* _PROBLEM STATEMENT_
Locate the word "sources" in the material, then show every line that holds it.

* _TASK INPUT_
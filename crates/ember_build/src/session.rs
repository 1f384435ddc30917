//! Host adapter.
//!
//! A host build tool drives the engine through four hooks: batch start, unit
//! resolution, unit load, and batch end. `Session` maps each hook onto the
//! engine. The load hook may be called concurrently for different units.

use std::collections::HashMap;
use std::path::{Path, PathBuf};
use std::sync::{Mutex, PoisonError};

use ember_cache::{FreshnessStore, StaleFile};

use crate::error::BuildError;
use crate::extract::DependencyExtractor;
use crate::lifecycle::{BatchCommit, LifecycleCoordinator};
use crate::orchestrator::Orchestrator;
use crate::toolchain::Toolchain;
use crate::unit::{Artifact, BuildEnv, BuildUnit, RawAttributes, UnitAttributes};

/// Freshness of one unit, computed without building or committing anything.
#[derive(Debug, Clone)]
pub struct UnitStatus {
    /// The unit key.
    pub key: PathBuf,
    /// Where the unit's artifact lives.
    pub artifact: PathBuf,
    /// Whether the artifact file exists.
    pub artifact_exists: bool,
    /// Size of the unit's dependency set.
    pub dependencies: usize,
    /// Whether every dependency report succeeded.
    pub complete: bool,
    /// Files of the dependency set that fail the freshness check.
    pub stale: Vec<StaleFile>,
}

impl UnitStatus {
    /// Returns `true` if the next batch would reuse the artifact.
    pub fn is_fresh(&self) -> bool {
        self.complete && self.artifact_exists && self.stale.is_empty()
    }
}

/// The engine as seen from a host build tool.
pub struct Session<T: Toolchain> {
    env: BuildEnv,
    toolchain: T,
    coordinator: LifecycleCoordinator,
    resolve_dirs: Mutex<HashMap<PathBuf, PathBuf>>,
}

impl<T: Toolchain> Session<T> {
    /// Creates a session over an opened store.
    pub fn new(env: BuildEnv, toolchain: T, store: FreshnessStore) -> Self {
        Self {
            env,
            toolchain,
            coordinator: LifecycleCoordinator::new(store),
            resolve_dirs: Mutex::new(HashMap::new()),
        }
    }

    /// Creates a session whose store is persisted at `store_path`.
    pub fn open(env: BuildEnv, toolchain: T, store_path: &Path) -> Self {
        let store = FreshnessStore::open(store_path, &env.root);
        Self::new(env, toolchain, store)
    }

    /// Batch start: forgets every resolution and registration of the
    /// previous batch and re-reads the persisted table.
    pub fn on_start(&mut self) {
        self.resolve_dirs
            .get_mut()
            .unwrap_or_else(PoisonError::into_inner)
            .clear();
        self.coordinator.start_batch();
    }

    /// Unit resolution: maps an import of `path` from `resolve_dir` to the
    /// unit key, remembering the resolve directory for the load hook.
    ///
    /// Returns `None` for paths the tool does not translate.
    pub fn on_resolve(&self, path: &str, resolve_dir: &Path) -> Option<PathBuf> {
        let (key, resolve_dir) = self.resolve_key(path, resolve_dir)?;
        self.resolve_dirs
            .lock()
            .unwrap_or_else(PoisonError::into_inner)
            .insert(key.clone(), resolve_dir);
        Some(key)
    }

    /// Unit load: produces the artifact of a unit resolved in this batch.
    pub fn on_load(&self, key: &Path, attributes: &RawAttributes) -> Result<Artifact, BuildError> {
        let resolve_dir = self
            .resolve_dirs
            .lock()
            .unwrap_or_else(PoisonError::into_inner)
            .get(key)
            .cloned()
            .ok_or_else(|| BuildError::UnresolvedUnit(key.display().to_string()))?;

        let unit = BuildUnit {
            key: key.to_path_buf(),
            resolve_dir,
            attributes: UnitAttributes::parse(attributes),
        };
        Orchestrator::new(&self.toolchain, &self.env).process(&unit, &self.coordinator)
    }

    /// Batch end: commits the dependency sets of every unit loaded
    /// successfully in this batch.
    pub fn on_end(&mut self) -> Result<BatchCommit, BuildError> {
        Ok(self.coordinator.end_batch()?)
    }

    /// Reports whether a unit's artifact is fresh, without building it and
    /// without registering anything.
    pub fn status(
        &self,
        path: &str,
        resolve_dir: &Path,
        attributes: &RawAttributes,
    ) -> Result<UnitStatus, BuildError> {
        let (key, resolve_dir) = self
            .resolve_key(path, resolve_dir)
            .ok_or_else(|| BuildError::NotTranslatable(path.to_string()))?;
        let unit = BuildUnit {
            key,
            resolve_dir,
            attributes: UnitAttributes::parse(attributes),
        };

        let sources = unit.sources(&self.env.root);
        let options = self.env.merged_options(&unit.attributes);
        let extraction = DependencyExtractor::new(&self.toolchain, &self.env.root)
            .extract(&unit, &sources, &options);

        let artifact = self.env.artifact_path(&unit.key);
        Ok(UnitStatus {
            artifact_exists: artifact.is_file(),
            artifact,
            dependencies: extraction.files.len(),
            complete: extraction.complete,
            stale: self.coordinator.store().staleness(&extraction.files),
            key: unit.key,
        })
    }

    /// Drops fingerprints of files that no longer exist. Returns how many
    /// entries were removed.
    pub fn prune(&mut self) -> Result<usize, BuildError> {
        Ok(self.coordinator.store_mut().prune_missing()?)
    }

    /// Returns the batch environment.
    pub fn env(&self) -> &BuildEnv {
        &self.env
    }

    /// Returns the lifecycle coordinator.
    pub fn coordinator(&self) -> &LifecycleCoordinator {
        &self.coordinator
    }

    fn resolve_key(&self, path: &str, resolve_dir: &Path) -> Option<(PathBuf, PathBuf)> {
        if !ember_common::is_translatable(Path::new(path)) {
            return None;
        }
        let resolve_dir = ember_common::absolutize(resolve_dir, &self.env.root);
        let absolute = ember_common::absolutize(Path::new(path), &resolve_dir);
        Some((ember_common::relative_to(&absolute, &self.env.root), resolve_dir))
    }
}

* _FINISHED EXERCISE_
        let sources = unit.sources(&self.env.root);
            .extract(&unit, &sources, &options);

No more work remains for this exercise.